**ASSIGNED TASK:** Return the lines below in which the string "DateTime" occurs.
[Opening INPUT MATERIAL section]
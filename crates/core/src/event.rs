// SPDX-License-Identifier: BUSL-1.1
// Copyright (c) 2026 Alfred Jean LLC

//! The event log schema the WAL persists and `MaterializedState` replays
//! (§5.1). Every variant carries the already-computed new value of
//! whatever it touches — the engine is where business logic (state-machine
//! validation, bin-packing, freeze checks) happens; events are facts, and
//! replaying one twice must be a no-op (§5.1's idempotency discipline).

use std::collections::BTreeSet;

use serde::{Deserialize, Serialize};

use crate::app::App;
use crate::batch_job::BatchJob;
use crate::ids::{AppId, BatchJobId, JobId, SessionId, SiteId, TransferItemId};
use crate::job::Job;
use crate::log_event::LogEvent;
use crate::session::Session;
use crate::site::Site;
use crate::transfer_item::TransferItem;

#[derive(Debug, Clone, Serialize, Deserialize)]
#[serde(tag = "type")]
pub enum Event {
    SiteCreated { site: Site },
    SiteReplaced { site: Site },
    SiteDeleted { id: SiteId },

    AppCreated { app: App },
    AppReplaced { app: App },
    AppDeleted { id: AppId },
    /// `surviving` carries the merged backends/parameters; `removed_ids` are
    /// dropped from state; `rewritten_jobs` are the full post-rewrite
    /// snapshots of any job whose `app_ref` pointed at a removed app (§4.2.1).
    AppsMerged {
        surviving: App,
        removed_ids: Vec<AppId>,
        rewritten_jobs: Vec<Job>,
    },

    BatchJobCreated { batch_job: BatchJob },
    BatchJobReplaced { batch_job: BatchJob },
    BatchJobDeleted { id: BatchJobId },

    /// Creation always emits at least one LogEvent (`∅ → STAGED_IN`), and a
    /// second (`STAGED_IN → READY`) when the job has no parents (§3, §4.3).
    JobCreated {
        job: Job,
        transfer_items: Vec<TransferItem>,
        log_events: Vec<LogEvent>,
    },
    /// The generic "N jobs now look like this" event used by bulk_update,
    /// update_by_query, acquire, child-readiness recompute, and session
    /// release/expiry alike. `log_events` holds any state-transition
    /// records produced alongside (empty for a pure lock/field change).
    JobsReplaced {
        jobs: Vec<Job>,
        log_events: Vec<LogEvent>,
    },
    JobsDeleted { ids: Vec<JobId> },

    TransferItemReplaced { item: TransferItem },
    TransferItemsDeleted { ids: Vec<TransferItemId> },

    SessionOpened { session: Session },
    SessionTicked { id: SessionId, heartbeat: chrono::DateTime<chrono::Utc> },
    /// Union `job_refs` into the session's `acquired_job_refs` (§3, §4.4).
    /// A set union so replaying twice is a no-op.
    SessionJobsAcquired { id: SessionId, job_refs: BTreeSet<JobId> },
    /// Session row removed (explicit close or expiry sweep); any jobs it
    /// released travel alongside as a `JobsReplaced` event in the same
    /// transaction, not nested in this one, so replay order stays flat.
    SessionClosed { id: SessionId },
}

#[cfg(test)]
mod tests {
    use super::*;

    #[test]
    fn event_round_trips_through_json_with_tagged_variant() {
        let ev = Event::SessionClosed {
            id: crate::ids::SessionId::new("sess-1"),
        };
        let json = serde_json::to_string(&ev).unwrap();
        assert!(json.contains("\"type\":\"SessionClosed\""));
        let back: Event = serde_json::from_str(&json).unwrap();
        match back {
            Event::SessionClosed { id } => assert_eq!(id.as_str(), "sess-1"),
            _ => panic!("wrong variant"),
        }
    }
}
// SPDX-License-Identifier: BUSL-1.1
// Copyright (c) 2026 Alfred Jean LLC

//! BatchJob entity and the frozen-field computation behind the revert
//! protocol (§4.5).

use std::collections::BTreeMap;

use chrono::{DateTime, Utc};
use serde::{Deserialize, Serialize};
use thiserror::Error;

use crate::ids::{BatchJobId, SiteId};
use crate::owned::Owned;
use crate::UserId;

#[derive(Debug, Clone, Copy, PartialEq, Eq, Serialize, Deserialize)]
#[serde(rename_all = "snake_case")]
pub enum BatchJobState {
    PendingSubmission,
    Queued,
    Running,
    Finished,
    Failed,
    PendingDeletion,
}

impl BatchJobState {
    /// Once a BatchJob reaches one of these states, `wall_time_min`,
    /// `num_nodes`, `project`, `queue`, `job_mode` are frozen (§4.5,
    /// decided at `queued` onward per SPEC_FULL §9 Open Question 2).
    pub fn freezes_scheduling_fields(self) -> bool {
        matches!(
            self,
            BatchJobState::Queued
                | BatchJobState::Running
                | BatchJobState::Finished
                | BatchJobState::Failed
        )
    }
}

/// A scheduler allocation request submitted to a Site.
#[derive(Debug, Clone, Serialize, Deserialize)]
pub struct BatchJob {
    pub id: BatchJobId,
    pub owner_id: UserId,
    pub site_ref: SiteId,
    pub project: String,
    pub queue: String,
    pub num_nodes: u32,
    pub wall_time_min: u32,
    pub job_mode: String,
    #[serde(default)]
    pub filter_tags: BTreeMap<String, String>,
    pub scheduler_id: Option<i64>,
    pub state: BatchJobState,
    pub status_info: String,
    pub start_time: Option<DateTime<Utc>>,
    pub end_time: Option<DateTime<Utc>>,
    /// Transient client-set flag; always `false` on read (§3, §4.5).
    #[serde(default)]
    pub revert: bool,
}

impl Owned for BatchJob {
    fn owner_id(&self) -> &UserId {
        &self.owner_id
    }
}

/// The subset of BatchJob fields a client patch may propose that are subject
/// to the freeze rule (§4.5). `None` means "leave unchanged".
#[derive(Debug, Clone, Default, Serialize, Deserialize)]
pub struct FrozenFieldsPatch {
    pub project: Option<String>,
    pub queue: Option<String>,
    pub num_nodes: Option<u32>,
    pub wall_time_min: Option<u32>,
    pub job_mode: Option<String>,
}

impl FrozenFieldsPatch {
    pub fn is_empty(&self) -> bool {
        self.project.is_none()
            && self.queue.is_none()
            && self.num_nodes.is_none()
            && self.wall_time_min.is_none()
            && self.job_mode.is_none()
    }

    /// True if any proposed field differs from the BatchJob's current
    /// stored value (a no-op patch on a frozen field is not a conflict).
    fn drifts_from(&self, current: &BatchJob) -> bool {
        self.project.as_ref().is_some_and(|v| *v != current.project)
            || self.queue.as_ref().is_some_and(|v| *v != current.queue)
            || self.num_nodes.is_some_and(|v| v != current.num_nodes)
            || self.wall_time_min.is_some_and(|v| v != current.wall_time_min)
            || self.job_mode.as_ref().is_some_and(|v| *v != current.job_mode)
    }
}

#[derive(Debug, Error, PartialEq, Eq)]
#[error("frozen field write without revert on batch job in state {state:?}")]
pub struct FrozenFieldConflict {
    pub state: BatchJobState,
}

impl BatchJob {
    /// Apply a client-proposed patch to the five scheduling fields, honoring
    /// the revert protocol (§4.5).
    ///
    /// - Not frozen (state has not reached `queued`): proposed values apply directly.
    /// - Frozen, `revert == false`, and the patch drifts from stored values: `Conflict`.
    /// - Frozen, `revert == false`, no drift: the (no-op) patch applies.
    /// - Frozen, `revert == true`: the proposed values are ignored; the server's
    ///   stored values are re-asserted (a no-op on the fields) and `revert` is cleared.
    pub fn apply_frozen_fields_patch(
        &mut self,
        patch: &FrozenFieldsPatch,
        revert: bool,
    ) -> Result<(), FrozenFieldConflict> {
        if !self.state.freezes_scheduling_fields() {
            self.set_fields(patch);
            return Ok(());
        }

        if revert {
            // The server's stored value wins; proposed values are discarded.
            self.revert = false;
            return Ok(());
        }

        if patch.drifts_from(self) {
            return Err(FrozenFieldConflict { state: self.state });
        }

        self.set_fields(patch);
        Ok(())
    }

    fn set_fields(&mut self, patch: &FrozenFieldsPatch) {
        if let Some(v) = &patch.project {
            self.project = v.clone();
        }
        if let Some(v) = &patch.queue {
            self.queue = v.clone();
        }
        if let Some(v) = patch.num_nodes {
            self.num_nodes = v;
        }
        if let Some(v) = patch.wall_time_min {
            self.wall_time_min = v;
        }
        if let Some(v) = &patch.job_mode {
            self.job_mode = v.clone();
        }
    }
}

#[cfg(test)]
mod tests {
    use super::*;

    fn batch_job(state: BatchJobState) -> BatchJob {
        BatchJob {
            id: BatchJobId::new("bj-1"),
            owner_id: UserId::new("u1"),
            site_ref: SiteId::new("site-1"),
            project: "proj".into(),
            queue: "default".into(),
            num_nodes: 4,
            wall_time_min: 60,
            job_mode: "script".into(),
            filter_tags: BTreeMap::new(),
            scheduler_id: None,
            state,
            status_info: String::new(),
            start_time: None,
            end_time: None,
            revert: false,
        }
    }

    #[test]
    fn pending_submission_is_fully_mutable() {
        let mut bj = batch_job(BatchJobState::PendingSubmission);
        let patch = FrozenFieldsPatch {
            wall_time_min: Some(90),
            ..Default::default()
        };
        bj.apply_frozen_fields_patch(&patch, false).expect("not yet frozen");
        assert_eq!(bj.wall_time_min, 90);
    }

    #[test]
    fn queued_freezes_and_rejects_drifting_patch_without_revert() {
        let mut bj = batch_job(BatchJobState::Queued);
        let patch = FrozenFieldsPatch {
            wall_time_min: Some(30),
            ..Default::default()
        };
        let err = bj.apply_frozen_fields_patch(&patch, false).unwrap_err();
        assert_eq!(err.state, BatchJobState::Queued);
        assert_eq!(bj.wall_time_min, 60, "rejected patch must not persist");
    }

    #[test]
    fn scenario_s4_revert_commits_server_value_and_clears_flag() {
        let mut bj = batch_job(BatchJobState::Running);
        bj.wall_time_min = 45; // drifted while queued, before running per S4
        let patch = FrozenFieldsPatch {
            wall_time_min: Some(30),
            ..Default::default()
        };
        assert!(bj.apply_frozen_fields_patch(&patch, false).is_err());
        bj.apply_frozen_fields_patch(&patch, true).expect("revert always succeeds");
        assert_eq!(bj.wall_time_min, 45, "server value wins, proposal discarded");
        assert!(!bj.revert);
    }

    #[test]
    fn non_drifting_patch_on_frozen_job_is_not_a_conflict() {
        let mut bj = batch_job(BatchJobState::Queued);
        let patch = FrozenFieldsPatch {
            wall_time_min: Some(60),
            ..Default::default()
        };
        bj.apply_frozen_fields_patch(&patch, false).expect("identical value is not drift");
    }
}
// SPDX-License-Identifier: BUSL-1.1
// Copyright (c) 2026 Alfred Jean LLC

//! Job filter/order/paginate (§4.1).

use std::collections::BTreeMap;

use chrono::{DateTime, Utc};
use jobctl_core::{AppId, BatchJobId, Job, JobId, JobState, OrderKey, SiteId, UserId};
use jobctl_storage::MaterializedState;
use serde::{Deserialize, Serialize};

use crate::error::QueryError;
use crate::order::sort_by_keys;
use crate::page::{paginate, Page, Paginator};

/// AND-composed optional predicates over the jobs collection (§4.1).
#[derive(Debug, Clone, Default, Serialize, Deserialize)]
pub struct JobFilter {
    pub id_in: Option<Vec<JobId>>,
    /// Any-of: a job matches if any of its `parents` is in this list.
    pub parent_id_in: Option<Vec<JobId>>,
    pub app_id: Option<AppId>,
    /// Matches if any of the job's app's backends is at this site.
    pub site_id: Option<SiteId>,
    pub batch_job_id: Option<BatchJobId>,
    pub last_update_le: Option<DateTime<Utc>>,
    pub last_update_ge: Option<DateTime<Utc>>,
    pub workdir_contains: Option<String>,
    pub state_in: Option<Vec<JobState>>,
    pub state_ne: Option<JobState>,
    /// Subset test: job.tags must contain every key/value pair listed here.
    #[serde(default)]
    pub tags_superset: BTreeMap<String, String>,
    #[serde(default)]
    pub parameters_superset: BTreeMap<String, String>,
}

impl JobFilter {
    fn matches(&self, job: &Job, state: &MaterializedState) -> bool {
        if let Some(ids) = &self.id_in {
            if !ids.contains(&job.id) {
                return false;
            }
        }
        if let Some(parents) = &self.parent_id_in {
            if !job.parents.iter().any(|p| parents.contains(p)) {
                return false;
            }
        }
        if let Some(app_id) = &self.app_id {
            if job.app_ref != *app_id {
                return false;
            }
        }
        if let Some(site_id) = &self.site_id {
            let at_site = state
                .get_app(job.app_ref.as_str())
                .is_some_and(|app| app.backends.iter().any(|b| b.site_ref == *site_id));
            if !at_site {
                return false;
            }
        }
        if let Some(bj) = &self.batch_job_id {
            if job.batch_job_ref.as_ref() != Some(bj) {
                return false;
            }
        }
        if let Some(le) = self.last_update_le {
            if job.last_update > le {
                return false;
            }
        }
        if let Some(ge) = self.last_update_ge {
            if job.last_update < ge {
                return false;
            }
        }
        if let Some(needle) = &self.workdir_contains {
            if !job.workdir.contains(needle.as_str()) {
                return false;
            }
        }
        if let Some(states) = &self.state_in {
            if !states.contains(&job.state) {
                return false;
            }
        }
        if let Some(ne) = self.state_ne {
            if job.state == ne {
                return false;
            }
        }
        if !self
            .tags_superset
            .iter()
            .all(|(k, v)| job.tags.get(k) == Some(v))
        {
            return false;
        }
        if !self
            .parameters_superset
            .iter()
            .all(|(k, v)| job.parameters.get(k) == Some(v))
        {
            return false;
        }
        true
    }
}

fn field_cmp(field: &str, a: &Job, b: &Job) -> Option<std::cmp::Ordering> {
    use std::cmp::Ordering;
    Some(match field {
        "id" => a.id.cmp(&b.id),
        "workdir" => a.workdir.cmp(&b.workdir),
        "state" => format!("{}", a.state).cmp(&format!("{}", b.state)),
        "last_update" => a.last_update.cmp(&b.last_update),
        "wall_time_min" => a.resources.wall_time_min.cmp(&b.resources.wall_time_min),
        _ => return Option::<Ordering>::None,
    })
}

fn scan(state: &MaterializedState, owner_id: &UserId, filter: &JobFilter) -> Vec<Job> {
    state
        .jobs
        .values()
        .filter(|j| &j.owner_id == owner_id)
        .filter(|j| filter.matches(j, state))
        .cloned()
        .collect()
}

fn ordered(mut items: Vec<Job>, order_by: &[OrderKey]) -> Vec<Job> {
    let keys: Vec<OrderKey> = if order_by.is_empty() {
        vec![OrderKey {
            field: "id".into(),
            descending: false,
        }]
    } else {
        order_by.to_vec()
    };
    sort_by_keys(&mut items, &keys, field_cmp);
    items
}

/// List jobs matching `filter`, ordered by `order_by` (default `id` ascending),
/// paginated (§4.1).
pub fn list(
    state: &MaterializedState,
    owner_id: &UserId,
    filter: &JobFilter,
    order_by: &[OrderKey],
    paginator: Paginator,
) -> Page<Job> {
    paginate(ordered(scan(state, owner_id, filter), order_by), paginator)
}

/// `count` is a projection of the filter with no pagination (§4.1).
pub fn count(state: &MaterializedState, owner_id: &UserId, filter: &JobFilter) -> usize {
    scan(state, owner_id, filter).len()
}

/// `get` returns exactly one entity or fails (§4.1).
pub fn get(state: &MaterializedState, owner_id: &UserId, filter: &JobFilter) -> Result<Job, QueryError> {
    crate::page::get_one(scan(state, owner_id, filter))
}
[Closing INPUT MATERIAL section]
**ANSWER TO THIS TASK:**
    SessionTicked { id: SessionId, heartbeat: chrono::DateTime<chrono::Utc> },
use chrono::{DateTime, Utc};
    pub start_time: Option<DateTime<Utc>>,
    pub end_time: Option<DateTime<Utc>>,
use chrono::{DateTime, Utc};
    pub last_update_le: Option<DateTime<Utc>>,
    pub last_update_ge: Option<DateTime<Utc>>,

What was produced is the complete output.